Relationship Differences: Fusion and De/fusion (Part 9)

By : January 7, 2013: Category Inspirations, Quilt of Translations

You can go your own way! 

Go your own way 

You can call it another lonely day 

Another lonely day 

You can go your own way! 

Go your own way

– Fleetwood Mac

Sometimes our desire for self-expression cannot escape the counterforce of our own gravity which causes us to fall back into the singularity of ourselves. Our attempts to break out of our solitude and enter into relationships with others are thwarted by the fear of coming face to face with our own lack of completion. We may indefinitely postpone social engagement as long as our imagination is able to pick up the slack and supply our thoughts and feelings with hypothetical companions with which to inwardly converse. The prospect of remaining all alone is compounded once we situate ourselves within the  milieu of the world of Action.

Within the system of worlds, the world of Action represents more than the bottom floor. Action or ‘asiyah’ in Hebrew, conveys a sense of completion. If we were to borrow an analogy from pottery, then the world of Creation would correspond to the ‘lump of clay’ that we’ve detected as the general existence of some substance (‘something is there’). Next, molding that clay would relate to the world of Formation (‘there is something specific with definite qualities and characteristics’). Once the shaped object comes out of the kiln, glazed and all, it’s a finished product, a done-deal. Similarly, for a person to consider himself or herself a fixed or finished object such as this (where we are at the end of the process that generated us, that made us who we are) imperils our relatability. Thus fashioned, the solidified and concretized contours of our personal space present a firm barrier to the outside world. Riveted to my essential being, I may begin to wonder if anyone can traverse the ‘infinite’ distance between my withdrawn interior and the outer shell or public persona I put forth. I disappear behind my appearances. As in/dividuals we are indivisible. How can I take a chip off a piece of me and transfer it to you? Wouldn’t that leave me broken?

Since I perceive myself in the world of Action as a self-sufficient, autonomous being, I can run into you and you can bounce off of me, but our exchange only results in the interplay of external forces. Presented in this light, my participation is a kind of social bumper cars, still leaving the inner me untouched. Even when the room is full with other people, I have judged the condition of my loneliness to be unsurmountable. Distrusting all forms of communication, I doubt anyone will ever know the real me in that I cannot accurately or fully represent myself. For that, they would have to be me and no one can be me because only I’m me. If per chance, someone else could experience what it means to be me, then I would no longer be me. I would lose my sense of self-containment. Thus, this level exemplifies the negative state of levado (apart, alone) that existed before a companion was introduced to Adam. Given that we are all Adam, we can assert that the condition of existential loneliness is the primal backdrop against which all relationships with others are consummated.

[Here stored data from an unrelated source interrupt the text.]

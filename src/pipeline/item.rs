//! Per-item pipeline with isolated failure recovery.

use std::path::{Path, PathBuf};

use serde_json::json;

use crate::error::HarvestError;
use crate::logging::HarvestLogger;
use crate::metrics::{HarvestMetrics, ItemEvent};
use crate::pipeline::{
    CaptureSettings, HarvestSettings, activate_and_await_navigation, await_content_ready,
    extract_with_deadline,
};
use crate::session::{BrowsingSession, WaitUntil};
use crate::timing::with_deadline;
use crate::types::Record;

/// Lowercase `title`, collapse whitespace runs into `-`, and replace path
/// separators so the result is a single file-name component.
pub fn slugify(title: &str) -> String {
    title
        .split_whitespace()
        .map(|word| word.to_lowercase().replace(['/', '\\'], "-"))
        .collect::<Vec<_>>()
        .join("-")
}

/// `{directory}/{prefix}-{slug}.png`
pub fn capture_path(capture: &CaptureSettings, title: &str) -> PathBuf {
    capture
        .directory
        .join(format!("{}-{}.png", capture.prefix, slugify(title)))
}

/// Steps 1-3: activate, wait for readiness, extract.
async fn open_and_extract<S>(
    session: &S,
    locator: &str,
    settings: &HarvestSettings,
    logger: &HarvestLogger,
    metrics: &mut HarvestMetrics,
) -> Result<Record, HarvestError>
where
    S: BrowsingSession + ?Sized,
{
    activate_and_await_navigation(
        session,
        locator,
        &settings.deadlines,
        &settings.retry,
        logger,
        metrics,
    )
    .await?;
    await_content_ready(session, &settings.deadlines, logger).await?;
    extract_with_deadline(session, settings.deadlines.extraction).await
}

async fn capture<S>(
    session: &S,
    path: &Path,
    settings: &HarvestSettings,
    logger: &HarvestLogger,
    metrics: &mut HarvestMetrics,
) where
    S: BrowsingSession + ?Sized,
{
    match with_deadline("capture", settings.deadlines.capture, session.capture(path)).await {
        Ok(()) => {
            metrics.record(ItemEvent::CaptureSaved);
            logger.debug(
                format!("capture saved to {}", path.display()),
                Some("capture"),
                None,
            );
        }
        Err(err) => {
            metrics.record(ItemEvent::CaptureFailed);
            logger.warn(
                format!("capture failed: {err}"),
                Some("capture"),
                Some(json!({ "path": path.display().to_string() })),
            );
        }
    }
}

/// Best-effort return to the listing page, waiting for DOM-ready only.
///
/// Failure is logged as [`HarvestError::Recovery`] and otherwise ignored.
pub async fn recover_listing<S>(
    session: &S,
    settings: &HarvestSettings,
    logger: &HarvestLogger,
    metrics: &mut HarvestMetrics,
) where
    S: BrowsingSession + ?Sized,
{
    let url = settings.target_url.as_str();
    let result = with_deadline(
        "recovery",
        settings.deadlines.recovery,
        session.goto(url, WaitUntil::DomContentLoaded),
    )
    .await;

    if let Err(source) = result {
        metrics.record(ItemEvent::RecoveryFailed);
        let err = HarvestError::Recovery {
            url: url.to_string(),
            source: Box::new(source),
        };
        logger.error(err.to_string(), Some("recovery"), None);
    }
}

/// Run one item end to end. Returns `None` when the item failed before a
/// record was extracted; the session has then been pointed back at the
/// listing.
pub async fn process_item<S>(
    session: &S,
    index: usize,
    locator: &str,
    settings: &HarvestSettings,
    logger: &HarvestLogger,
    metrics: &mut HarvestMetrics,
) -> Option<Record>
where
    S: BrowsingSession + ?Sized,
{
    let record = match open_and_extract(session, locator, settings, logger, metrics).await {
        Ok(record) => record,
        Err(err) => {
            metrics.record(ItemEvent::Failed);
            logger.error(
                format!("item {index} failed: {err}"),
                Some("item"),
                Some(json!({ "index": index, "locator": locator, "timeout": err.is_timeout() })),
            );
            recover_listing(session, settings, logger, metrics).await;
            return None;
        }
    };

    if record.is_partial() {
        logger.warn(
            format!("item {index} has no top-level heading"),
            Some("item"),
            Some(json!({ "index": index, "locator": locator })),
        );
    } else if settings.capture.enabled {
        let path = capture_path(&settings.capture, &record.title);
        capture(session, &path, settings, logger, metrics).await;
    }

    let back = with_deadline("back navigation", settings.deadlines.navigation, async {
        tokio::try_join!(session.wait_for_navigation(), session.go_back()).map(|_| ())
    })
    .await;
    if let Err(err) = back {
        logger.warn(
            format!("returning to the listing after item {index} failed: {err}"),
            Some("item"),
            None,
        );
        recover_listing(session, settings, logger, metrics).await;
    }

    metrics.record(ItemEvent::Succeeded);
    logger.info(
        format!("item {index} extracted: {}", record.title),
        Some("item"),
        Some(json!({ "index": index, "sections": record.sections.len() })),
    );
    Some(record)
}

In terms of the powers of the soul, the world of Action is associated with malchut or ‘kingdom.’ A kingdom implies an independent agent (king) whose self-mastery can be extended to those around him. Idiomatically, one’s kingdom refers to all manners of expression. Our self-expression makes our wishes and desires, thoughts and feelings known to others. Here the difficulty lies in maintaining control over one’s kingdom–to wield the tools of communication accurately and effectively convey something that resembles the inner me. When we broadcast on the usual channels–the ones that the general public is likely to tune into–then I have to go with the program and attempt to fit-in when the conventions of the day may or may not jive with my own preferred modality of communication. On the other hand, should I use a private channel which transmits in a language that is entirely of my own invention, it is highly unlikely that anyone will pick up on it. Using allusions that are exceptionally close to my heart and extremely personal may be lost on others and regarded as self-indulgent. Remaining reluctant to leave my ‘home-world,’ I resist learning to relate to others in a common language.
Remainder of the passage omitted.